P2P/cloud architecture

We defined a P2P/Cloud as a hybrid architecture that is composed of traditional cloud infrastructure, small-scale peers (P2P Cloud) and clients. The Cloud infrastructure is a pay-per-use cloud service such as Amazon EC2. On the other hand, a peer is a machine that has rich networking resources to relay client packets fast. Even a regular desktop PC that meets the required resource constraints could be a peer. In the system, cloud infrastructure and peers form a 2-level cloud platform.

In [Korpeoglu 2013], we develop a dynamic overlay network architecture and routing technology that will support various kinds of multi-user interactions for advanced internet applications irrespective of user’s geographic location. We propose a geographic location-aware, hybrid, scalable cloud assisted peer-to-peer (P2P) architecture to support multipoint media streaming applications that targets low administration cost, reduced bandwidth consumption, low latency, low initial investment cost and optimized resource usage. The main objective is to develop an efficient media delivery system that leverages locality. We propose a 3-layer novel architecture that uses at the core the cloud for application management, 2-tier edge cloud for supporting geo-dispersed user groups, and at the lowest level peer-to-peer dynamic overlays for locally clustered user groups.

Scalable query processing with big data

We addressed the problem of answering user queries in P2P/cloud. One of the main challenges is to route the queries to the peers or the cloud nodes where the relevant data are stored. An important requirement for query processing is a data partitioning solution that in a smart way distributes the system’s data among peers and the cloud nodes and allows efficient query processing, in particular, for online collaborative applications.

First, we considered applications with very large databases, where data items are continuously appended. These applications are becoming more and more common on the web. Thus, the development of efficient data partitioning is one of the main requirements to yield good performance. In the case of applications that have complex access patterns, e.g. scientific applications, workload-based partitioning could be exploited. However, existing workload-based approaches, which work in a static way, cannot be applied to very large databases. In [Liroz-Gistau 2013b, Liroz-Gistau 2013c], we proposed dynamic partitioning algorithms for continuously growing databases. These algorithms efficiently adapt the data partitioning to the arrival of new data elements by taking into account the affinity of new data with queries and fragments. In contrast to existing static approaches, our approach offers constant execution time, no matter the size of the database, while obtaining very good partitioning efficiency.

Second, we addressed the problem of high data transfers in MapReduce, a very popular parallel programming framework for the cloud. In [Liroz-Gistau 2013a], we propose a technique that repartitions tuples of the input datasets, and thereby optimizes the distribution of key-values over mappers, and increases the data locality in reduce tasks. Our approach captures the relationships between input tuples and intermediate keys by monitoring the execution of a set of MapReduce jobs, which are representative of the workload. Then, based on those relationships, it assigns input tuples to the appropriate chunks. We evaluated our approach through experimentation in an Hadoop deployment on top of Grid5000 using standard benchmarks. The results show high reduction in data transfer during the shuffle phase compared to Native Hadoop.

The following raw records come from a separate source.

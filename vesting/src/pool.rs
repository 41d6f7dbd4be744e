//! Pools and allocation records

use ledger::constants::UNIT;
use serde::{Deserialize, Serialize};

use crate::curve::ReleaseCurve;
use crate::error::{Result, VestingError};

/// The four fixed allocation pools. Ids match the external interface.
#[derive(Debug, Clone, Copy, PartialEq, Eq, PartialOrd, Ord, Hash, Serialize, Deserialize)]
#[repr(u8)]
pub enum PoolCategory {
    PrivateSale = 0,
    Team = 1,
    Marketing = 2,
    Treasury = 3,
}

impl PoolCategory {
    pub const ALL: [PoolCategory; 4] = [
        PoolCategory::PrivateSale,
        PoolCategory::Team,
        PoolCategory::Marketing,
        PoolCategory::Treasury,
    ];

    /// Resolve an external category id; unknown ids are rejected.
    pub fn from_id(id: u8) -> Result<Self> {
        match id {
            0 => Ok(PoolCategory::PrivateSale),
            1 => Ok(PoolCategory::Team),
            2 => Ok(PoolCategory::Marketing),
            3 => Ok(PoolCategory::Treasury),
            other => Err(VestingError::UnknownCategory(other)),
        }
    }

    /// Maximum amount ever allocable to this pool, in smallest units.
    pub const fn capacity(self) -> u128 {
        match self {
            PoolCategory::PrivateSale => 165_000_000 * UNIT,
            PoolCategory::Team => 80_000_000 * UNIT,
            PoolCategory::Marketing => 55_000_000 * UNIT,
            PoolCategory::Treasury => 290_000_000 * UNIT,
        }
    }
}

/// Aggregate state of one pool.
///
/// Invariants: `claimed <= allocated <= capacity`; `start_time` is
/// write-once (0 means unset).
#[derive(Debug, Clone, Serialize, Deserialize)]
pub struct Pool {
    pub category: PoolCategory,
    pub capacity: u128,
    pub allocated: u128,
    pub claimed: u128,
    pub start_time: u64,
    pub curve: ReleaseCurve,
}

impl Pool {
    pub fn new(category: PoolCategory) -> Self {
        Self {
            category,
            capacity: category.capacity(),
            allocated: 0,
            claimed: 0,
            start_time: 0,
            curve: ReleaseCurve::for_category(category),
        }
    }

    pub fn remaining_capacity(&self) -> u128 {
        self.capacity - self.allocated
    }
}

/// One account's claim rights within exactly one pool. An account holds at
/// most one allocation across the whole engine.
#[derive(Debug, Clone, Serialize, Deserialize)]
pub struct Allocation {
    pub account: String,
    pub category: PoolCategory,
    pub total_balance: u128,
    pub claimed_balance: u128,
    pub created_time: u64,
    /// 0 until the first successful claim.
    pub last_claimed_time: u64,
}

#[cfg(test)]
mod tests {
    use super::*;

    #[test]
    fn test_category_ids_round_trip() {
        for category in PoolCategory::ALL {
            assert_eq!(
                PoolCategory::from_id(category as u8).unwrap(),
                category
            );
        }
        assert!(matches!(
            PoolCategory::from_id(5),
            Err(VestingError::UnknownCategory(5))
        ));
    }

    #[test]
    fn test_capacities_sum_to_total_reserved_supply() {
        let sum: u128 = PoolCategory::ALL.iter().map(|c| c.capacity()).sum();
        assert_eq!(sum, 590_000_000 * UNIT);
    }

    #[test]
    fn test_new_pool_is_empty_and_unscheduled() {
        let pool = Pool::new(PoolCategory::Team);
        assert_eq!(pool.allocated, 0);
        assert_eq!(pool.claimed, 0);
        assert_eq!(pool.start_time, 0);
        assert_eq!(pool.remaining_capacity(), pool.capacity);
    }
}
//! Capability-based access control
//!
//! Every component in the suite owns a `RoleGate` and checks the caller's
//! capability before executing a mutating entry point. The gate holds no
//! state beyond the capability -> account-set mapping; capabilities do not
//! expire.

use std::collections::{BTreeMap, BTreeSet};

use serde::{Deserialize, Serialize};
use thiserror::Error;

/// Capabilities recognized across the suite.
#[derive(Debug, Clone, Copy, PartialEq, Eq, PartialOrd, Ord, Hash, Serialize, Deserialize)]
pub enum Capability {
    /// May grant/revoke capabilities and call administrator entry points.
    Admin,
    /// May mint fungible or non-fungible assets.
    Minter,
    /// May burn fungible or non-fungible assets.
    Burner,
    /// May release escrowed holdings from a treasury.
    Custodian,
}

/// Role gate errors
#[derive(Error, Debug)]
pub enum RoleError {
    #[error("permission denied: {account} does not hold {capability:?}")]
    PermissionDenied {
        capability: Capability,
        account: String,
    },
}

pub type Result<T> = std::result::Result<T, RoleError>;

/// Capability -> account-set mapping with administrator-gated mutation.
#[derive(Debug, Clone, Serialize, Deserialize)]
pub struct RoleGate {
    grants: BTreeMap<Capability, BTreeSet<String>>,
}

impl RoleGate {
    /// Create a gate with `admin` holding the `Admin` capability.
    pub fn new(admin: &str) -> Self {
        let mut grants = BTreeMap::new();
        grants.insert(
            Capability::Admin,
            BTreeSet::from([admin.to_string()]),
        );
        Self { grants }
    }

    /// Does `account` hold `capability`?
    pub fn has(&self, capability: Capability, account: &str) -> bool {
        self.grants
            .get(&capability)
            .is_some_and(|accounts| accounts.contains(account))
    }

    /// Fail with a permission error unless `account` holds `capability`.
    pub fn require(&self, capability: Capability, account: &str) -> Result<()> {
        if self.has(capability, account) {
            Ok(())
        } else {
            Err(RoleError::PermissionDenied {
                capability,
                account: account.to_string(),
            })
        }
    }

    /// Grant `capability` to `account`. Caller must hold `Admin`.
    pub fn grant(&mut self, caller: &str, capability: Capability, account: &str) -> Result<()> {
        self.require(Capability::Admin, caller)?;
        self.grants
            .entry(capability)
            .or_default()
            .insert(account.to_string());
        Ok(())
    }

    /// Revoke `capability` from `account`. Caller must hold `Admin`.
    pub fn revoke(&mut self, caller: &str, capability: Capability, account: &str) -> Result<()> {
        self.require(Capability::Admin, caller)?;
        if let Some(accounts) = self.grants.get_mut(&capability) {
            accounts.remove(account);
        }
        Ok(())
    }
}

Third, we addressed the problem of data skew in the MapReduce parallel processing framework. There are many cases where because of skew intermediate data, a high percentage of processing in the reduce side of MapReduce is done by a few nodes, or even one node, while the others remain idle. There have been some attempts to address this problem of data skew, but only for specific cases. In particular, there is no solution when all or most of the intermediate values correspond to a single key, or to a set of keys that are fewer than the number of reduce workers. In this work, we propose FP-Hadoop [Akbarinia 2015, Liroz-Gistau 2015], a system that makes the reduce side of MapReduce more parallel, and can efficiently deal with the problem of reduce side data skew. We extended the programming model of MapReduce to allow the collaboration of reduce workers on processing the values of an intermediate key, without affecting the correctness of the final results. This allows performing a big part of the reducing work by using the computing resources of all workers, even in the case of highly skewed data. We implemented a prototype of FP-Hadoop by modifying Hadoop’s code, and conducted extensive experiments over synthetic and real datasets. The results show that FP-Hadoop makes MapReduce job processing much faster and more parallel, and can efficiently deal with skewed data. We achieve excellent performance gains compared to native Hadoop, e.g. more than 10 times in reduce time and 5 times in total execution time.

Privacy-preserving database outsourcing

In [Allard 2015a], we consider the problem of outsourcing data querying services over massive sets of personal data to the cloud. In this context, preserving data privacy is a strong requirement even against the cloud provider (even though it is not necessarily dishonest, it may be attacked or simply neglectful). We adopt here an approach that consists in computing a privacy-preserving auxiliary data structure from the data and transmit it to the cloud provider together with the data encrypted by a semantically-secure encryption scheme. Indeed, with encrypted data only, the cloud provider would be unable to process any query on it. Some information must be leaked. This is precisely the goal of the auxiliary data structure. It is a hierarchical index satisfying differential privacy: it allows the cloud provider to run range queries on the encrypted data while tightly controlling the information that leaks from it. The gain in terms of privacy comes however at a cost in terms of bandwidth. Indeed, the set of encrypted records returned by the cloud provider is a superset of the exact query answer. We have designed both the privacy mechanisms that allow perturbing the index without destroying its utility, and distributed algorithms that maintain it when data is updated.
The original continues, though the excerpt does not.